Streamlining Dataset Creation with YOLOv26

When it comes to training AI image generators or LoRA (Low-Rank Adaptation), the quality of your dataset is the single most important factor determining your results. However, gathering high-quality images and manually cropping them one by one to ensure the subject isn't cut off is... well, a nightmare. It might be doable for 20 images, but for hundreds or thousands? It’s just not realistic.

To automate this "simple but precision-demanding" step, let’s look at how to build a dataset using the YOLOv26 object detection model! ♪

Why "Auto-Cropping" is Essential

In AI training, you can't just throw raw images into a training script (like ai-toolkit) or a captioning tool and hope for the best.

While most training tools do have built-in auto-crop features, there are very specific reasons why you should use a detection model like YOLO to crop before you start training.

1. Preventing "Subject Cutoff"

Most built-in auto-croppers use either Center Crop (cutting the middle) or Random Crop .

If your subject is leaning toward the edge of the frame, these automated processes might end up with images where the subject is sliced in half or, worse, just a shot of the background. Since the AI learns these "broken" images as the correct "goal," your final model might produce unstable compositions or subjects that keep trying to escape the frame.

2. Optimization for Specific Aspect Ratios

AI models (like Stable Diffusion XL and newer) have specific aspect ratios where they learn most efficiently (such as a 1:1 square).

Preventing Distortion: If you force-resize a wide or tall image into a square, your subject will look stretched or squashed.
Maximizing Resolution: If you train with black bars (letterboxing), the pixels—and therefore the "information"—that should be describing your subject are wasted on the background, leading to a loss in fine detail.

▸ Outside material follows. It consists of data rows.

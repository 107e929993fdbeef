// Metropolis Monte Carlo driver for the spin lattice

pub mod app;
pub mod config;
pub mod control;
pub mod host;
pub mod io;
pub mod metropolis;
pub mod stats;

pub use control::{Interrupt, RunControl, RunOutcome, SnapshotSlot};
pub use host::MonteCarloHost;
pub use metropolis::{MoveEvent, MoveObserver, TracingObserver};
pub use stats::Averages;
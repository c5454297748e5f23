//! Handlers for the `/enrollments` resource: submission, status, decisions.

use axum::extract::{Path, State};
use axum::http::StatusCode;
use axum::Json;
use registra_core::enrollment_code::generate_enrollment_code;
use registra_core::error::CoreError;
use registra_core::roles::ROLE_STUDENT;
use registra_core::types::DbId;
use registra_core::workflow::enrollment::StatusProjection;
use registra_core::workflow::Decision;
use registra_db::models::approval::{ApprovalWithActor, DecisionRequest, EnrollmentApproval};
use registra_db::models::enrollment::{Enrollment, SubmitEnrollment};
use registra_db::repositories::{ApprovalRepo, CourseRepo, EnrollmentRepo, StudentRepo};
use serde::Serialize;

use crate::error::{AppError, AppResult};
use crate::middleware::auth::AuthUser;
use crate::middleware::rbac::RequireStaff;
use crate::response::DataResponse;
use crate::state::AppState;
use crate::workflow;
use crate::workflow::enrollment::approval_set_from_rows;

/// Maximum length of decision remarks.
pub const MAX_REMARKS_LEN: usize = 1000;

// ---------------------------------------------------------------------------
// Response types
// ---------------------------------------------------------------------------

/// Full enrollment view: the row, its per-role approvals, and the derived
/// workflow projection.
#[derive(Debug, Serialize)]
pub struct EnrollmentDetail {
    #[serde(flatten)]
    pub enrollment: Enrollment,
    pub approvals: Vec<EnrollmentApproval>,
    pub projection: StatusProjection,
}

/// Response from the decision endpoint. The approval carries the deciding
/// actor's username for display.
#[derive(Debug, Serialize)]
pub struct DecisionResponse {
    pub enrollment: Enrollment,
    pub approval: ApprovalWithActor,
    pub projection: StatusProjection,
}

// ---------------------------------------------------------------------------
// Handlers
// ---------------------------------------------------------------------------

/// POST /api/v1/enrollments
///
/// Submit an enrollment application for the authenticated student. A student
/// may hold at most one non-rejected application per school year + semester.
pub async fn submit(
    auth: AuthUser,
    State(state): State<AppState>,
    Json(input): Json<SubmitEnrollment>,
) -> AppResult<(StatusCode, Json<Enrollment>)> {
    let student = StudentRepo::find_by_user_id(&state.pool, auth.user_id)
        .await?
        .ok_or_else(|| {
            AppError::Core(CoreError::Forbidden(
                "Only students with a student record may enroll".into(),
            ))
        })?;

    if input.semester != 1 && input.semester != 2 {
        return Err(AppError::Core(CoreError::Validation(
            "Semester must be 1 or 2".into(),
        )));
    }
    if input.total_fee < 0 {
        return Err(AppError::Core(CoreError::Validation(
            "Total fee must not be negative".into(),
        )));
    }
    CourseRepo::find_by_id(&state.pool, input.course_id)
        .await?
        .ok_or(AppError::Core(CoreError::NotFound {
            entity: "Course",
            id: input.course_id,
        }))?;

    // Reject duplicates before touching the code generator: one live
    // application per term.
    let existing = EnrollmentRepo::list(&state.pool, Some(student.id)).await?;
    let duplicate = existing.iter().any(|e| {
        e.school_year == input.school_year
            && e.semester == input.semester
            && e.status != "rejected"
    });
    if duplicate {
        return Err(AppError::Core(CoreError::Conflict(
            "An active enrollment already exists for this school year and semester".into(),
        )));
    }

    let taken = EnrollmentRepo::list_codes_for_year(&state.pool, input.school_year).await?;
    let code = {
        let mut rng = rand::rng();
        generate_enrollment_code(&mut rng, input.school_year, |candidate| {
            taken.iter().any(|c| c == candidate)
        })
    };

    let enrollment = EnrollmentRepo::create(
        &state.pool,
        student.id,
        input.course_id,
        input.school_year,
        input.semester,
        &code,
        input.total_fee,
    )
    .await?;

    tracing::info!(
        enrollment_id = enrollment.id,
        student_id = student.id,
        code = %enrollment.enrollment_code,
        "Enrollment submitted"
    );

    Ok((StatusCode::CREATED, Json(enrollment)))
}

/// GET /api/v1/enrollments
///
/// Staff see every application; students only their own.
pub async fn list(
    auth: AuthUser,
    State(state): State<AppState>,
) -> AppResult<Json<DataResponse<Vec<Enrollment>>>> {
    let student_filter = if auth.role == ROLE_STUDENT {
        let student = StudentRepo::find_by_user_id(&state.pool, auth.user_id)
            .await?
            .ok_or_else(|| {
                AppError::Core(CoreError::Forbidden("No student record".into()))
            })?;
        Some(student.id)
    } else {
        None
    };
    let enrollments = EnrollmentRepo::list(&state.pool, student_filter).await?;
    Ok(Json(DataResponse { data: enrollments }))
}

/// GET /api/v1/enrollments/{id}
pub async fn get_by_id(
    auth: AuthUser,
    State(state): State<AppState>,
    Path(id): Path<DbId>,
) -> AppResult<Json<EnrollmentDetail>> {
    let enrollment = find_readable(&state, &auth, id).await?;
    let approvals = ApprovalRepo::list_for_enrollment(&state.pool, id).await?;
    let projection =
        registra_core::workflow::enrollment::project(&approval_set_from_rows(&approvals));
    Ok(Json(EnrollmentDetail {
        enrollment,
        approvals,
        projection,
    }))
}

/// GET /api/v1/enrollments/{id}/status
///
/// The derived workflow projection only: status, display label, progress.
pub async fn get_status(
    auth: AuthUser,
    State(state): State<AppState>,
    Path(id): Path<DbId>,
) -> AppResult<Json<DataResponse<StatusProjection>>> {
    find_readable(&state, &auth, id).await?;
    let approvals = ApprovalRepo::list_for_enrollment(&state.pool, id).await?;
    let projection =
        registra_core::workflow::enrollment::project(&approval_set_from_rows(&approvals));
    Ok(Json(DataResponse { data: projection }))
}

/// POST /api/v1/enrollments/{id}/decision
///
/// Record the acting staff role's decision. The stage sequence (Program
/// Head, Registrar, Cashier) is enforced by the workflow policy; acting out
/// of turn returns 403 without writing anything.
pub async fn decide(
    RequireStaff(staff): RequireStaff,
    State(state): State<AppState>,
    Path(id): Path<DbId>,
    Json(input): Json<DecisionRequest>,
) -> AppResult<Json<DecisionResponse>> {
    let decision = Decision::parse(&input.decision).map_err(CoreError::from)?;
    let remarks = validate_remarks(input.remarks.as_deref())?;

    let outcome = workflow::enrollment::decide(
        &state.pool,
        id,
        staff.user_id,
        &staff.role,
        decision,
        remarks,
    )
    .await?;

    Ok(Json(DecisionResponse {
        enrollment: outcome.enrollment,
        approval: outcome.approval,
        projection: outcome.projection,
    }))
}

// ---------------------------------------------------------------------------
// Helpers
// ---------------------------------------------------------------------------

/// Reject over-long remarks; empty strings become `None`.
///
/// The limit counts characters, not bytes, so multibyte text is not
/// penalized.
pub fn validate_remarks(remarks: Option<&str>) -> AppResult<Option<&str>> {
    match remarks {
        Some(r) if r.chars().count() > MAX_REMARKS_LEN => Err(AppError::Core(
            CoreError::Validation(format!(
                "Remarks must be at most {MAX_REMARKS_LEN} characters"
            )),
        )),
        Some(r) if r.is_empty() => Ok(None),
        other => Ok(other),
    }
}

/// Load an enrollment, enforcing that students only see their own.
async fn find_readable(state: &AppState, auth: &AuthUser, id: DbId) -> AppResult<Enrollment> {
    let enrollment = EnrollmentRepo::find_by_id(&state.pool, id)
        .await?
        .ok_or(AppError::Core(CoreError::NotFound {
            entity: "Enrollment",
            id,
        }))?;
    if auth.role == ROLE_STUDENT {
        let student = StudentRepo::find_by_user_id(&state.pool, auth.user_id)
            .await?
            .ok_or_else(|| AppError::Core(CoreError::Forbidden("No student record".into())))?;
        if enrollment.student_id != student.id {
            return Err(AppError::Core(CoreError::Forbidden(
                "Students may only access their own enrollments".into(),
            )));
        }
    }
    Ok(enrollment)
}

3. Forcing "Subject Focus"

By using YOLO to pinpoint exact coordinates and cropping with appropriate padding (margins), you are essentially telling the AI: "Draw this." Physically removing background noise allows the LoRA training to converge faster and more accurately.

Introducing YOLOv26

As of 2026, the latest model, YOLOv26, offers significantly improved efficiency on edge devices and better recognition for small objects compared to previous versions. The primary benefit of using this for dataset construction is its "highly accurate bounding box output."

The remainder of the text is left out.